Le retour de Francis Ford Coppola pour son arlésienne Megalopolis était la grande inconnue du dernier Festival de Cannes. Financé en totale indépendance, ce rêve de quarante ans devait annoncer le cinéma de demain, révolutionner le septième art... Laid et ringard de bout en bout, le projet pharaonique s'est révélé être un calvaire effarant de médiocrité, quand bien même il aurait su trouver des défenseurs complices. L'auteur génial d'Apocalypse Now n'est définitivement plus.
Légende des années 80 et 90, Kevin Costner revenait quant à lui à son genre de prédilection, le western, avec une ambitieuse saga intitulée Horizon. Le premier chapitre, anachronique mais attachant, a été un échec commercial si retentissant que ses suites finiront sur les plateformes. Désaveu suprême pour un homme qui espérait ramener une certaine exigence au blockbuster.
L'heure des adieux ?
A contrario, Clint Eastwood n'a fait aucun mystère de sa retraite imminente. Alors qu'il connaît un très beau succès en France, Juré n°2, thriller judiciaire solidement ambigu — parfaite conclusion d'une carrière dense — épate par sa modestie et sa maîtrise jamais ostentatoire. Clint Eastwood assume son âge et son positionnement, celui d'un vétéran qui a fait son temps sans jamais perdre en lucidité.

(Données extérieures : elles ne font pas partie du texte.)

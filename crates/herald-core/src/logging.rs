//! `tracing` subscriber setup.

use tracing_subscriber::EnvFilter;

/// Initialize the global tracing subscriber on stderr.
///
/// `RUST_LOG` wins over `level` when set. `json` selects the JSON formatter
/// for production log shipping. Subsequent calls are no-ops.
pub fn init_subscriber(level: &str, json: bool) {
    let filter = EnvFilter::try_from_default_env().unwrap_or_else(|_| EnvFilter::new(level));

    // try_init is a no-op if a global subscriber is already set
    if json {
        let _ = tracing_subscriber::fmt()
            .json()
            .with_env_filter(filter)
            .with_target(true)
            .with_writer(std::io::stderr)
            .try_init();
    } else {
        let _ = tracing_subscriber::fmt()
            .compact()
            .with_env_filter(filter)
            .with_target(true)
            .with_writer(std::io::stderr)
            .try_init();
    }
}

#[cfg(test)]
mod tests {
    use super::*;

    #[test]
    fn repeated_init_is_safe() {
        init_subscriber("warn", false);
        init_subscriber("debug", true);
        tracing::info!("still logging");
    }
}
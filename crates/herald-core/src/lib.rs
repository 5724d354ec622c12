//! # herald-core
//!
//! Shared vocabulary for the Herald push-delivery subsystem.
//!
//! - [`ids`]: `RecipientKey` (who a message is for) and `HandleId` (one live connection)
//! - [`envelope`]: the immutable unit published on the shared broadcast bus
//! - [`identity`]: the boundary to the authentication layer
//! - [`errors`]: registration, delivery, and bus error taxonomy
//! - [`logging`]: `tracing` subscriber setup

#![deny(unsafe_code)]

pub mod envelope;
pub mod errors;
pub mod identity;
pub mod ids;
pub mod logging;

pub use envelope::{Envelope, EnvelopeKind};
pub use errors::{BusError, DeliveryError, PushError, RegistrationError, Result};
pub use identity::{Credentials, Identity, IdentityResolver};
pub use ids::{HandleId, RecipientKey};
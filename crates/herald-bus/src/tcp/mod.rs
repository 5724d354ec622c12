//! TCP relay bus.
//!
//! A [`BusHub`] accepts connections from every instance in the fleet and relays
//! each published frame to every connection subscribed to its topic, the
//! publisher included. Each instance holds one [`TcpBus`] connection to the hub.

mod client;
mod frame;
mod hub;

pub use client::TcpBus;
pub use frame::{Frame, MAX_FRAME_LEN};
pub use hub::BusHub;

Après deux projets impersonnels, l'immense Robert Zemeckis retrouvait la grâce avec Here, évocation de décennies de vie à partir d'un seul lieu, où la technologie se met au service de l'émotion. Un testament cinématographique bouleversant sorti dans une indifférence générale, triste et cruelle.
Neuf ans après Mad Max : Fury Road, George Miller a de nouveau convaincu par la radicalité de sa proposition. Son Furiosa a pris le contrepied de son prédécesseur pour repousser les limites du grand spectacle et réfléchir à son mythe, quitte à connaître un échec cinglant qui pourrait avoir des conséquences pour la suite de sa carrière.
La Relève
Cinéaste clivant dont la réussite croissante irrite d'autant plus ses détracteurs, Yórgos Lánthimos a frappé fort par deux fois. D'abord avec son projet le plus pop et accessible, le kubrickien Pauvres créatures, qui permit à Emma Stone de remporter son deuxième Oscar. Ensuite, avec le film à sketchs punk et mal élevé Kind of kindness qui retrouve la méchanceté de ses débuts.
Enfin, sur le devant de la scène, Sean Baker a, en plus de sa consécration cannoise (et en attendant d'éventuelles récompenses supplémentaires), rencontré le public pour son génial Anora. Temps fort de l'année quelque peu éclipsé, Iron Claw, bouleversante tragédie autour d'une famille de catcheurs "maudite". Le long-métrage impose son auteur, Sean Durkin, comme le chantre d'un estimable classicisme, quelque part entre Eastwood et Malick. L'avenir est à eux.